Thanks for the suggestions. Just wanted you to know that the cause has been found! Surprisingly enough, our mechanic had finally found the problem when we received the following e-mail from another source:
This may sound right off the wall here but have them pull the starter motor and check whether the starter drive return spring has not broken. This return spring is designed to hold the starter drive gear away from the engine’s flywheel’s ring gear after the engine has been started. When the spring breaks the starter drive can float on the starter armature and bounce off the rotating flywheel making a sound as you described.

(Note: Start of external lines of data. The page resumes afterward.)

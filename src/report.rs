//! Allure result files and video attachment injection.
//!
//! Matching a test node id to its result file is a heuristic: first any
//! result whose `fullName` appears in the normalized node id, then any result
//! whose short `name` appears in the raw node id. Similarly named tests can
//! collide; a missed match only means the video is not linked.

use std::fs;
use std::path::{Path, PathBuf};

use serde_json::{json, Value};
use tracing::{debug, warn};

const RESULT_SUFFIX: &str = "-result.json";
const VIDEO_ATTACHMENT_NAME: &str = "Test Video";
const VIDEO_MIME: &str = "video/mp4";

/// Errors produced while patching a result file.
#[derive(Debug, thiserror::Error)]
pub enum ReportError {
    /// Filesystem failure.
    #[error("report I/O failed for {path}: {source}")]
    Io {
        /// File or directory involved.
        path: PathBuf,
        /// Underlying error.
        source: std::io::Error,
    },
    /// The result document could not be decoded or encoded.
    #[error("invalid result document {path}: {source}")]
    Parse {
        /// File involved.
        path: PathBuf,
        /// Underlying error.
        source: serde_json::Error,
    },
}

/// Result of an attachment attempt.
#[derive(Debug, Clone, PartialEq, Eq)]
pub enum AttachOutcome {
    /// The attachment was added to the given file.
    Attached(PathBuf),
    /// The file already references this video.
    AlreadyAttached(PathBuf),
    /// No result file matched the test.
    NoMatch,
    /// The matched file is not a result object; nothing was written.
    Unattachable(PathBuf),
}

/// What [`insert_attachment`] did to a document.
#[derive(Debug, Clone, Copy, PartialEq, Eq)]
enum Insertion {
    Added,
    Present,
    NoTarget,
}

/// Which rule selected a result file.
#[derive(Debug, Clone, Copy, PartialEq, Eq)]
pub enum MatchRule {
    /// `fullName` is contained in the normalized node id.
    FullName,
    /// `name` is contained in the node id.
    ShortName,
}

/// Directory of Allure `*-result.json` artifacts.
#[derive(Debug, Clone)]
pub struct ReportDirectory {
    dir: PathBuf,
}

impl ReportDirectory {
    /// Point at a results directory. Nothing is read until used.
    pub fn new(dir: impl Into<PathBuf>) -> Self {
        Self { dir: dir.into() }
    }

    /// Results directory.
    pub fn dir(&self) -> &Path {
        &self.dir
    }

    /// Find the result file for a test node id.
    ///
    /// Unreadable or unparsable files are skipped. A missing directory yields
    /// no match.
    pub fn find_result(&self, node_id: &str) -> Option<(PathBuf, MatchRule)> {
        let documents = self.load_results();
        let normalized = normalize_node_id(node_id);

        let by_full_name = documents.iter().find(|(_, doc)| {
            non_empty_str(doc, "fullName").is_some_and(|full| normalized.contains(full))
        });
        if let Some((path, _)) = by_full_name {
            return Some((path.clone(), MatchRule::FullName));
        }

        documents
            .iter()
            .find(|(_, doc)| non_empty_str(doc, "name").is_some_and(|name| node_id.contains(name)))
            .map(|(path, _)| (path.clone(), MatchRule::ShortName))
    }

    /// Attach a video reference to the matching result file.
    ///
    /// The attachment goes on the last `afters` fixture step when there is
    /// one, otherwise on the result itself. Re-attaching the same video is a
    /// no-op.
    ///
    /// # Errors
    ///
    /// Returns an error if the matched file cannot be read, decoded or
    /// rewritten.
    pub fn attach_video(&self, node_id: &str, video: &str) -> Result<AttachOutcome, ReportError> {
        let Some((path, rule)) = self.find_result(node_id) else {
            debug!(node_id, "no result file matches test");
            return Ok(AttachOutcome::NoMatch);
        };
        debug!(node_id, path = %path.display(), rule = ?rule, "result file matched");

        let contents = fs::read_to_string(&path).map_err(|source| ReportError::Io {
            path: path.clone(),
            source,
        })?;
        let mut document: Value =
            serde_json::from_str(&contents).map_err(|source| ReportError::Parse {
                path: path.clone(),
                source,
            })?;

        match insert_attachment(&mut document, video) {
            Insertion::Added => {}
            Insertion::Present => return Ok(AttachOutcome::AlreadyAttached(path)),
            Insertion::NoTarget => {
                warn!(path = %path.display(), "result document is not an object");
                return Ok(AttachOutcome::Unattachable(path));
            }
        }

        let rendered =
            serde_json::to_string_pretty(&document).map_err(|source| ReportError::Parse {
                path: path.clone(),
                source,
            })?;
        fs::write(&path, rendered).map_err(|source| ReportError::Io {
            path: path.clone(),
            source,
        })?;
        Ok(AttachOutcome::Attached(path))
    }

    fn load_results(&self) -> Vec<(PathBuf, Value)> {
        let entries = match fs::read_dir(&self.dir) {
            Ok(entries) => entries,
            Err(e) => {
                debug!(dir = %self.dir.display(), error = %e, "results directory unreadable");
                return Vec::new();
            }
        };

        let mut paths: Vec<PathBuf> = entries
            .filter_map(Result::ok)
            .map(|entry| entry.path())
            .filter(|path| {
                path.file_name()
                    .and_then(|name| name.to_str())
                    .is_some_and(|name| name.ends_with(RESULT_SUFFIX))
            })
            .collect();
        paths.sort();

        paths
            .into_iter()
            .filter_map(|path| {
                let contents = fs::read_to_string(&path).ok()?;
                match serde_json::from_str::<Value>(&contents) {
                    Ok(doc) => Some((path, doc)),
                    Err(e) => {
                        warn!(path = %path.display(), error = %e, "skipping unparsable result file");
                        None
                    }
                }
            })
            .collect()
    }
}

/// Node ids use `/` and `::`; Allure full names use dots.
pub fn normalize_node_id(node_id: &str) -> String {
    node_id.replace("::", ".").replace('/', ".")
}

fn non_empty_str<'a>(doc: &'a Value, key: &str) -> Option<&'a str> {
    doc.get(key)
        .and_then(Value::as_str)
        .filter(|value| !value.is_empty())
}

/// Add the video attachment to the last `afters` step or the document root.
fn insert_attachment(document: &mut Value, video: &str) -> Insertion {
    let has_afters = document
        .get("afters")
        .and_then(Value::as_array)
        .is_some_and(|afters| afters.last().is_some_and(Value::is_object));

    let target = if has_afters {
        document
            .get_mut("afters")
            .and_then(Value::as_array_mut)
            .and_then(|afters| afters.last_mut())
    } else {
        Some(&mut *document)
    };
    let Some(Value::Object(target)) = target else {
        return Insertion::NoTarget;
    };

    let attachments = target
        .entry("attachments")
        .or_insert_with(|| Value::Array(Vec::new()));
    if !attachments.is_array() {
        *attachments = Value::Array(Vec::new());
    }
    let Value::Array(list) = attachments else {
        return Insertion::NoTarget;
    };

    let present = list
        .iter()
        .any(|item| item.get("source").and_then(Value::as_str) == Some(video));
    if present {
        return Insertion::Present;
    }

    list.push(json!({
        "name": VIDEO_ATTACHMENT_NAME,
        "source": video,
        "type": VIDEO_MIME,
    }));
    Insertion::Added
}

The first one that I found drove me crazy looking for it because we could not reproduce it here in the shop. Like you said it would only do it making turns and no there never was any indication of a starter problem. Why only on turns is because the engine is transverse (sitting side ways) and the g-force of the turn forces the drive to slide out.
The second one was on a 99 Jimmy. Again with this spring broken the starter dive was allowed to slide back and hit the spinning flywheel. Jimmy’s are rear or four wheel drive and the engine sits forwards between the wheels.
It'll only take them 10 or 15 minutes to pull the starter back and check this. So if I'm wrong you're not into a big expence.
AGAIN, THANKS FOR THE SUGGESTIONS -- THESE FORUMS ALWAYS AMAZE ME HOW SOMEONE COMES UP WITH THE RIGHT ANSWER.